Coluna: Artevida

Paula Alzugaray é curadora, critica de arte e editora da revista seLecT. Pós doutoranda em História, Crítica e Teoria da Arte na ECA USP. É autora do livro "Regina Vater: Quatro Ecologias" (Oi Futuro/Fase 3, 2013) e dos documentários “Tinta Fresca” (2004), prêmio de Melhor Media Metragem na 29ª Mostra Internacional de Cinema de São Paulo, e de "Shoot Yourself" (2012), Prêmio em Poéticas Investigativas, no Cine Move Arte 2012.

Sobre os que aterrorizam

Sobre os que aterrorizam

No preâmbulo da exposição de Clarice Lispector no IMS SP, entrei na livraria e li em uma publicação com título de jornal – Folha da Tarde – um “artigo indefinido” que começava por especular por que todo mundo teria medo de Virginia Wolf. “A romancista inglesa foi um tipo acabado de onésima. Onésima, segundo classificação de Jaime Ovalle, é a pessoa que duvida, sorri, desaponta, gela, com um senso de humor que aterroriza as pessoas de fácil ebulição emocional”, diz o autor Paulo Mendes Campos.

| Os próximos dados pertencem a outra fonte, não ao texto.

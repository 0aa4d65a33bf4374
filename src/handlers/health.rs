use axum::{Json, extract::State, response::IntoResponse};
use std::sync::Arc;

use crate::state::AppState;

// health handler
pub async fn health_handler(State(state): State<Arc<AppState>>) -> impl IntoResponse {
    Json(serde_json::json!({
        "status": "healthy",
        "backend": state.runner.backend_name(),
        "cached_images": state.cache.len(),
        "timestamp": chrono::Utc::now().to_rfc3339()
    }))
}
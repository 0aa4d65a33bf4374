use dashmap::DashMap;
use std::collections::HashSet;
use std::convert::Infallible;
use std::sync::Arc;
use std::time::{Duration, Instant};
use tracing::{debug, info};

use crate::jobs::{JobRunner, Registration};
use crate::metrics::STREAM_UPDATES;
use crate::models::{Fingerprint, GenerationRequest, JobRecord};
use crate::retry::poll_until;
use crate::scanner::MarkerScanner;
use crate::scheduler::BacklogScheduler;

#[derive(Debug, Clone)]
pub struct DispatchConfig {
    // fire jobs while the text streams; otherwise queue them for the backlog
    pub speculative: bool,
    pub buffer_ceiling: usize,
    pub attach_attempts: u32,
    pub attach_delay: Duration,
    // streams untouched this long are forgotten, zero keeps them forever
    pub stream_idle: Duration,
}

impl Default for DispatchConfig {
    fn default() -> Self {
        Self {
            speculative: true,
            buffer_ceiling: 256 * 1024,
            attach_attempts: 10,
            attach_delay: Duration::from_millis(200),
            stream_idle: Duration::from_secs(600),
        }
    }
}

// Per-message scan state; job records outlive it
struct StreamState {
    buffer: String,
    seen: HashSet<Fingerprint>,
    heuristic_fired: bool,
    marker_seen: bool,
    touched: Instant,
}

impl Default for StreamState {
    fn default() -> Self {
        Self {
            buffer: String::new(),
            seen: HashSet::new(),
            heuristic_fired: false,
            marker_seen: false,
            touched: Instant::now(),
        }
    }
}

// fires jobs as soon as a complete span shows up in the streamed text
pub struct SpeculativeDispatcher {
    config: DispatchConfig,
    scanner: MarkerScanner,
    runner: Arc<JobRunner>,
    scheduler: Arc<BacklogScheduler>,
    streams: DashMap<String, StreamState>,
}

impl SpeculativeDispatcher {
    pub fn new(
        config: DispatchConfig,
        scanner: MarkerScanner,
        runner: Arc<JobRunner>,
        scheduler: Arc<BacklogScheduler>,
    ) -> Self {
        Self {
            config,
            scanner,
            runner,
            scheduler,
            streams: DashMap::new(),
        }
    }

    pub fn begin_stream(&self, stream_id: &str) {
        debug!(stream = stream_id, "stream started");
        self.streams
            .insert(stream_id.to_string(), StreamState::default());
    }

    pub fn buffer_ceiling(&self) -> usize {
        self.config.buffer_ceiling
    }

    pub fn stream_idle(&self) -> Duration {
        self.config.stream_idle
    }

    // returns the fingerprints first seen by this call
    pub fn push_delta(&self, stream_id: &str, delta: &str) -> Vec<Fingerprint> {
        STREAM_UPDATES.inc();
        let found = {
            let mut state = self.streams.entry(stream_id.to_string()).or_default();
            state.touched = Instant::now();
            state.buffer.push_str(delta);
            truncate_front(&mut state.buffer, self.config.buffer_ceiling);
            self.collect(&mut state)
        };
        self.dispatch(found)
    }

    // for callers that only have the cumulative text
    pub fn push_snapshot(&self, stream_id: &str, text: &str) -> Vec<Fingerprint> {
        STREAM_UPDATES.inc();
        let found = {
            let mut state = self.streams.entry(stream_id.to_string()).or_default();
            state.touched = Instant::now();
            state.buffer.clear();
            state.buffer.push_str(text);
            truncate_front(&mut state.buffer, self.config.buffer_ceiling);
            self.collect(&mut state)
        };
        self.dispatch(found)
    }

    // with speculative dispatch off this is where queued spans get generated
    pub fn end_stream(&self, stream_id: &str) -> bool {
        let existed = self.streams.remove(stream_id).is_some();
        debug!(stream = stream_id, existed, "stream ended");
        self.drain_backlog();
        existed
    }

    // abandoned streams count as ended
    pub fn evict_idle(&self, max_idle: Duration) -> usize {
        let before = self.streams.len();
        self.streams.retain(|_, state| state.touched.elapsed() < max_idle);
        let evicted = before.saturating_sub(self.streams.len());
        if evicted > 0 {
            info!(evicted, "forgot idle streams");
            self.drain_backlog();
        }
        evicted
    }

    fn drain_backlog(&self) {
        if self.config.speculative {
            return;
        }
        let scheduler = Arc::clone(&self.scheduler);
        tokio::spawn(async move {
            scheduler.drain_pending().await;
        });
    }

    // waits for a terminal record, None once the attempts run out
    pub async fn await_record(&self, fingerprint: &Fingerprint) -> Option<JobRecord> {
        poll_until(
            self.config.attach_delay,
            self.config.attach_attempts,
            move |_, _| async move {
                let record = self
                    .runner
                    .record(fingerprint)
                    .filter(|record| record.status.is_terminal());
                Ok::<_, Infallible>(record)
            },
        )
        .await
        .ok()
    }

    pub fn retry(&self, fingerprint: &Fingerprint) -> bool {
        if !self.runner.retry(fingerprint) {
            return false;
        }
        self.spawn(fingerprint.clone());
        true
    }

    fn collect(&self, state: &mut StreamState) -> Vec<GenerationRequest> {
        let mut fresh = Vec::new();

        let spans = self.scanner.scan(&state.buffer);
        if !spans.is_empty() {
            state.marker_seen = true;
        }
        for request in spans {
            if state.seen.insert(request.fingerprint()) {
                fresh.push(request);
            }
        }

        // at most once per message, and only until an explicit span appears
        if !state.marker_seen && !state.heuristic_fired {
            if let Some(request) = self.scanner.heuristic(&state.buffer) {
                state.heuristic_fired = true;
                if state.seen.insert(request.fingerprint()) {
                    fresh.push(request);
                }
            }
        }
        fresh
    }

    fn dispatch(&self, requests: Vec<GenerationRequest>) -> Vec<Fingerprint> {
        let mut dispatched = Vec::with_capacity(requests.len());
        for request in requests {
            match self.runner.register(request) {
                Registration::Created(fingerprint) => {
                    if self.config.speculative {
                        self.spawn(fingerprint.clone());
                    } else {
                        debug!(%fingerprint, "span queued for backlog");
                    }
                    dispatched.push(fingerprint);
                }
                Registration::Existing(record) => {
                    self.runner.reannounce(&record);
                    dispatched.push(record.fingerprint);
                }
            }
        }
        dispatched
    }

    fn spawn(&self, fingerprint: Fingerprint) {
        info!(%fingerprint, "dispatching job");
        let runner = Arc::clone(&self.runner);
        tokio::spawn(async move {
            runner.run(&fingerprint).await;
        });
    }
}

// Drops the oldest text so the buffer stays under `ceiling` bytes
fn truncate_front(buffer: &mut String, ceiling: usize) {
    if buffer.len() <= ceiling {
        return;
    }
    let mut cut = buffer.len() - ceiling;
    while !buffer.is_char_boundary(cut) {
        cut += 1;
    }
    buffer.drain(..cut);
}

Clarice Lispector é uma onésima. Uma das primeiras coisas que se entende ao entrar na exposição Constelação Clarice é que a crônica, que já foi apontada como um gênero menor pela crítica literária, encampa o paradoxo maior da obra ficcional de Clarice: a tensão produtiva entre a vida prosaica, doméstica, íntima e familiar – a casa –, e seu reverso: os espectros, temores, pulsões, violências, estranhezas, incômodos. No modo como percebe a presença viva das coisas e se refere à vida secreta dos objetos domésticos, Clarice flerta – com intimidade desconcertante – com o conceito Unheimliche, estudado por Freud no começo do século 20.

No primeiro segmento da exposição, a apresentação das 20 pinturas realizadas pela escritora entre 1975 e 1976 expõem essas zonas nebulosas da vida cotidiana de maneira inconteste. A gruta, a noite, o medo, o terror, a raiva, a escuridão, o inverno, o inferno, a explosão são seus temas.

“No quadro, que chamei de ‘Terror’, arranquei de mim, talvez através da magia, todo o horror que um ser sente no mundo”, escreveu Clarice em “Literatura e magia”, texto que preparou para ler no I Congresso Mundial de Bruxaria, em agosto de 1975, em Bogotá, na Colômbia. “A tela era pintada de preto, quase no centro havia uma terrível mancha amarelo-escura, e dentro dessa mancha algo vermelho, preto e amarelo-vivo. Parecia uma mariposa sem dentes querendo gritar, sem conseguir. (…) Olhar para esse quadro me faz mal”.

Em texto do catálogo, a curadora Veronica Stigger chama a atenção para, nos livros dos últimos anos, como Água Viva e um Sopro de Vida, a preferencia de Clarice Lispector por narradoras e personagens pintoras. Extratos desses livros são exibidos nas paredes do espaço expositivo junto às telas com títulos que poderiam nomear contos ou crônicas as autora: “Sol da meia-noite”, “Cérebro adormecido”, “Tentativa de ser alegre”, “Perdida na vaguidão”…

O decorrer da exposição, a duplicidade incômoda da casa é explorada nos trabalhos de artistas como Eleonore Koch, Ione Saldanha, Lygia Clark, Mira Schendell, Wilma Pimentel, Djanira, Judith Lauand e Leticia Parente. A exposição tem como recurso curatorial a proposição de diálogos entre a literatura de Clarice e a produção plástica de artistas mulheres que foram suas contemporâneas próximas ou distantes, conhecidas ou não.

Há diversos trabalhos de Maria Bonomi, que foi grande amiga e mãe do afilhado de Clarice. Mas de Grauben, pintora nascida no Ceará em 1889 e falecida no Rio em 1972 – só há uma tela, que foi adquirida pela escritora e está em uma sala dedicada à sua coleção. O dia em que conheceu a pintora é descrito por Clarice na crônica “Uma tarde feliz como embandeirada”, publicada em 7 de setembro de 1968, no Jornal do Brasil. “Sua casa de súbito para mim parece um bosque encantado, úmido, denso, rico com todas as invisíveis folhas verdes e transparentes”, escreveu.

Sobre os que aterrorizam

Maria Grauben, Sem titulo, 1968

Entre os objetos pessoais de Clarice, animados ou inanimados agora na sala do IMS, a pintura de Grauben, descrita como “um grande pássaro azul, entre água e pavão, uma enorme borboleta, uma flor toda aberta, plantas e todos os pontilhados que ela usa como fundo”, foi certamente um ponto de luz no sol da meia-noite da sua literatura.